I took the girls to Christchurch for a few days that January. It’s our big smoke now that we live in the South and we love it. We are regulars at the Christchurch Art Gallery and the Margaret Mahy Park, and at my sister’s place over by the beach, where weather-beaten houses perch beside wild sand dunes. It was my first trip away with the girls since coming out, and I knew somewhere deep down that it was a taste of a new way of being family, of the new shape that would eventually form out of the ashes of what was. And I’m always up for an adventure. The road was what I needed.
For a dark moment somewhere between the December after I came out and the January of a new year, I faltered. The thought of everything I was breaking was almost paralysing. I was taking what I had worked so hard to build and ripping it apart with my very own hands. I couldn’t fathom it. It was excruciating. And yet as I wondered if I could just take the words back, pretend I’d never said them, pretend I could carry on as I was, I felt the shadow of depression cloud over me somewhere. I realised that to go back was to go down. I knew that if I didn’t keep moving forwards something dark and empty would suck me under.
I drove away from my sister’s place one evening and instead of carrying on to where we were staying I took the tunnel road through the Port Hills to Lyttleton. I had the sudden urge to explore, to go somewhere I’d never been before. What a surprise it was to see the tunnel open up to the harbour and the port below, the broad mass of ordered logs waiting on the way to somewhere else. The hills on the other side were warm in the setting light, beckoning, hinting at hidden bays behind soft curves. I kept driving until we got to Corsair Bay. The carpark was staggered in layers, and the slope of the land led our eyes down to a thick band of trees which I knew must hide the beach below. I wanted to see it.
We walked a worn path down through the trees, passing families making their way back up, arms filled with the paraphernalia needed for a day at the beach. Below the trees was an old concrete sea wall, tracing the shape of the small bay, the water and harbour reaching out beyond it. I sat on the edge and watched the girls paddle in the dark and silky water. There was a fixed raft out where the bay opened to the harbour, and people were still swimming out there in the fading light. I saw a couple of swimmers even further than the raft. Swimming in a straight line towards the moored boats. This was their regular exercise, I imagined. These swimmers were owning the wild space that was the broad expanse of harbour. They were not content with the shallows.

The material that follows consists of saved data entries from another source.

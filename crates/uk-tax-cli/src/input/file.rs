use serde_json::Value;
use std::fs;
use std::path::{Path, PathBuf};

/// Read a request file. `.yaml`/`.yml` files are parsed as YAML, anything
/// else as JSON.
pub fn read_json_value(path: &str) -> Result<Value, Box<dyn std::error::Error>> {
    let resolved = resolve_path(path)?;
    let contents = fs::read_to_string(&resolved)
        .map_err(|e| format!("Failed to read '{}': {}", resolved.display(), e))?;
    let value: Value = if is_yaml(&resolved) {
        serde_yaml::from_str(&contents)
            .map_err(|e| format!("Failed to parse '{}': {}", resolved.display(), e))?
    } else {
        serde_json::from_str(&contents)
            .map_err(|e| format!("Failed to parse '{}': {}", resolved.display(), e))?
    };
    tracing::debug!(path = %resolved.display(), "request read from file");
    Ok(value)
}

pub(crate) fn is_yaml(path: &Path) -> bool {
    matches!(
        path.extension().and_then(|e| e.to_str()),
        Some("yaml") | Some("yml")
    )
}

pub(crate) fn resolve_path(path: &str) -> Result<PathBuf, Box<dyn std::error::Error>> {
    let p = Path::new(path);
    let resolved = if p.is_absolute() {
        p.to_path_buf()
    } else {
        std::env::current_dir()?.join(p)
    };
    if !resolved.is_file() {
        return Err(format!("File not found: {}", resolved.display()).into());
    }
    Ok(resolved)
}
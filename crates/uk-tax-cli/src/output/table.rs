use serde_json::{Map, Value};
use tabled::{builder::Builder, Table};

use super::{flatten_fields, object_arrays, scalar_text};

/// Render a computation envelope as tables: the flattened result first, then
/// one table per list of records (band breakdowns, recommendations), then
/// warnings and methodology.
pub fn print_table(value: &Value) {
    match value {
        Value::Object(map) => match map.get("result") {
            Some(Value::Object(result)) => {
                print_fields(result);
                for (name, rows) in object_arrays(result) {
                    println!("\n{name}:");
                    print_records(rows);
                }
                print_footer(map);
            }
            _ => print_fields(map),
        },
        Value::Array(arr) => print_records(arr),
        _ => println!("{}", value),
    }
}

fn print_fields(map: &Map<String, Value>) {
    let mut builder = Builder::default();
    builder.push_record(["Field", "Value"]);
    for (key, val) in flatten_fields(map) {
        builder.push_record([key, scalar_text(&val)]);
    }
    println!("{}", Table::from(builder));
}

fn print_records(rows: &[Value]) {
    let Some(Value::Object(first)) = rows.first() else {
        return;
    };
    let headers: Vec<String> = flatten_fields(first).into_iter().map(|(k, _)| k).collect();
    let mut builder = Builder::default();
    builder.push_record(headers.clone());
    for row in rows {
        if let Value::Object(map) = row {
            let cells = flatten_fields(map);
            let line: Vec<String> = headers
                .iter()
                .map(|h| {
                    cells
                        .iter()
                        .find(|(k, _)| k == h)
                        .map(|(_, v)| scalar_text(v))
                        .unwrap_or_default()
                })
                .collect();
            builder.push_record(line);
        }
    }
    println!("{}", Table::from(builder));
}

fn print_footer(envelope: &Map<String, Value>) {
    if let Some(Value::Array(warnings)) = envelope.get("warnings") {
        if !warnings.is_empty() {
            println!("\nWarnings:");
            for w in warnings.iter().filter_map(Value::as_str) {
                println!("  - {}", w);
            }
        }
    }
    if let Some(Value::String(meth)) = envelope.get("methodology") {
        println!("\nMethodology: {}", meth);
    }
}
//! Traversal engine.
//!
//! One `traverse_*` method per node family. Each fires the node (every
//! action bound to its concrete kind, then to each generalization in chain
//! order) and then descends into the children in source order. Firing
//! never replaces or skips the descent. The first action error aborts the
//! traversal.

use std::io::Write;

use crate::domain::ast::*;
use crate::domain::errors::ActionError;
use crate::domain::node_kind::NodeRef;
use crate::domain::registry::ActionRegistry;
use crate::domain::repository::ClassRepository;

/// What an action sees besides the node itself.
pub struct ActionContext<'a> {
    /// The unit being traversed; source text and locations come from here.
    pub unit: &'a CompilationUnit,
    pub classes: &'a ClassRepository<'a>,
    pub out: &'a mut dyn Write,
}

impl<'a> ActionContext<'a> {
    pub fn location(&self, span: &Span) -> String {
        self.unit.location(span)
    }

    pub fn text(&self, span: &Span) -> &'a str {
        self.unit.text(span)
    }
}

#[derive(Debug, Default, Clone, Copy, PartialEq, Eq)]
pub struct TraversalStats {
    pub nodes_visited: usize,
    pub actions_invoked: usize,
}

pub struct Traverser<'a> {
    registry: &'a ActionRegistry,
    cx: ActionContext<'a>,
    stats: TraversalStats,
}
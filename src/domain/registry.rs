//! Action registry: node kind -> ordered list of compiled actions.

use std::collections::HashMap;

use serde::Deserialize;

use crate::domain::errors::{ActionError, ConfigError};
use crate::domain::node_kind::{NodeKind, NodeRef};
use crate::domain::traverser::ActionContext;
use crate::ports::{Action, ScriptCompiler};

/// One caller-supplied `(kind, script)` pair.
#[derive(Debug, Clone, PartialEq, Eq, Deserialize)]
pub struct ActionSpec {
    pub kind: String,
    pub script: String,
}

impl ActionSpec {
    pub fn new(kind: impl Into<String>, script: impl Into<String>) -> Self {
        ActionSpec { kind: kind.into(), script: script.into() }
    }
}

/// Built once before the run; read-only afterwards. Several actions may
/// be bound to the same kind and run in the order they were bound.
#[derive(Default)]
pub struct ActionRegistry {
    bindings: HashMap<NodeKind, Vec<Box<dyn Action>>>,
}

impl ActionRegistry {
    pub fn new() -> Self {
        Self::default()
    }

    /// Resolves every spec's kind and compiles its script. The first
    /// unknown kind or uncompilable script fails the whole build.
    pub fn build(specs: &[ActionSpec], compiler: &dyn ScriptCompiler) -> Result<Self, ConfigError> {
        let mut registry = ActionRegistry::new();
        for spec in specs {
            let kind = NodeKind::from_name(&spec.kind)
                .ok_or_else(|| ConfigError::UnknownNodeKind(spec.kind.clone()))?;
            let action = compiler.compile(&spec.script, kind).map_err(|source| ConfigError::Script {
                kind,
                script: spec.script.clone(),
                source,
            })?;
            tracing::debug!("bound action #{} to {}", registry.len() + 1, kind);
            registry.bind(kind, action);
        }
        Ok(registry)
    }

    pub fn bind(&mut self, kind: NodeKind, action: Box<dyn Action>) {
        self.bindings.entry(kind).or_default().push(action);
    }

    /// Binds a native closure.
    pub fn bind_fn<F>(&mut self, kind: NodeKind, f: F)
    where
        F: Fn(NodeRef<'_>, &mut ActionContext<'_>) -> Result<(), ActionError> + Send + Sync + 'static,
    {
        self.bind(kind, Box::new(f));
    }

    /// Actions bound to exactly `kind`, in binding order.
    pub fn actions(&self, kind: NodeKind) -> &[Box<dyn Action>] {
        self.bindings.get(&kind).map(Vec::as_slice).unwrap_or(&[])
    }

    pub fn len(&self) -> usize {
        self.bindings.values().map(Vec::len).sum()
    }

    pub fn is_empty(&self) -> bool {
        self.bindings.is_empty()
    }

    /// Kinds with at least one action, in table order.
    pub fn bound_kinds(&self) -> Vec<NodeKind> {
        let mut kinds: Vec<NodeKind> = self.bindings.keys().copied().collect();
        kinds.sort();
        kinds
    }
}

#[cfg(test)]
mod tests {
    use super::*;
    use crate::domain::errors::ScriptError;

    /// Accepts any script except one containing `!!`.
    struct FakeCompiler;

    impl ScriptCompiler for FakeCompiler {
        fn compile(&self, source: &str, _kind: NodeKind) -> Result<Box<dyn Action>, ScriptError> {
            if source.contains("!!") {
                return Err(ScriptError::new(1, source.find("!!").unwrap() + 1, "unexpected `!`"));
            }
            Ok(Box::new(noop))
        }
    }

    fn noop(_: NodeRef<'_>, _: &mut ActionContext<'_>) -> Result<(), ActionError> {
        Ok(())
    }

    #[test]
    fn test_build_accumulates_per_kind() {
        let specs = vec![
            ActionSpec::new("methodInvocation", "a"),
            ActionSpec::new("-fieldDeclaration", "b"),
            ActionSpec::new("method-invocation", "c"),
        ];
        let registry = ActionRegistry::build(&specs, &FakeCompiler).unwrap();
        assert_eq!(registry.len(), 3);
        assert_eq!(registry.actions(NodeKind::MethodInvocation).len(), 2);
        assert_eq!(registry.actions(NodeKind::FieldDeclaration).len(), 1);
        assert!(registry.actions(NodeKind::Block).is_empty());
        assert_eq!(
            registry.bound_kinds(),
            vec![NodeKind::FieldDeclaration, NodeKind::MethodInvocation]
        );
    }

    #[test]
    fn test_unknown_kind_is_config_error() {
        let specs = vec![ActionSpec::new("methodInvocationz", "a")];
        match ActionRegistry::build(&specs, &FakeCompiler) {
            Err(ConfigError::UnknownNodeKind(name)) => assert_eq!(name, "methodInvocationz"),
            other => panic!("expected UnknownNodeKind, got {:?}", other.err()),
        }
    }

    #[test]
    fn test_script_error_carries_kind_and_text() {
        let specs = vec![
            ActionSpec::new("block", "fine"),
            ActionSpec::new("fieldDeclaration", "x !! y"),
        ];
        let err = ActionRegistry::build(&specs, &FakeCompiler).err().expect("must fail");
        match &err {
            ConfigError::Script { kind, script, source } => {
                assert_eq!(*kind, NodeKind::FieldDeclaration);
                assert_eq!(script, "x !! y");
                assert_eq!(source.column, 3);
            }
            other => panic!("unexpected error {other:?}"),
        }
        let text = err.to_string();
        assert!(text.contains("fieldDeclaration"), "{text}");
        assert!(text.contains("x !! y"), "{text}");
    }
}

I could have stayed in that old, familiar life. But what kind of life would it have been? What stories would I have written? Not the ones I’m writing now. Not the ones that wait, just below the surface of things. The ones I will write now that finally I know who I am. Would you have wished a half-life for me? Would anyone who really knew me be happy for me to live any less than the wild and broad life that waits for me? But I didn’t do it for you.
All those years led me. The marriage, the family, the building and the stretching and the growing up. I gave my best. I was faithful. And look what came out of it; three incredible women. Three women who are growing up too, who will take a path towards themselves and, I can only hope, not waver.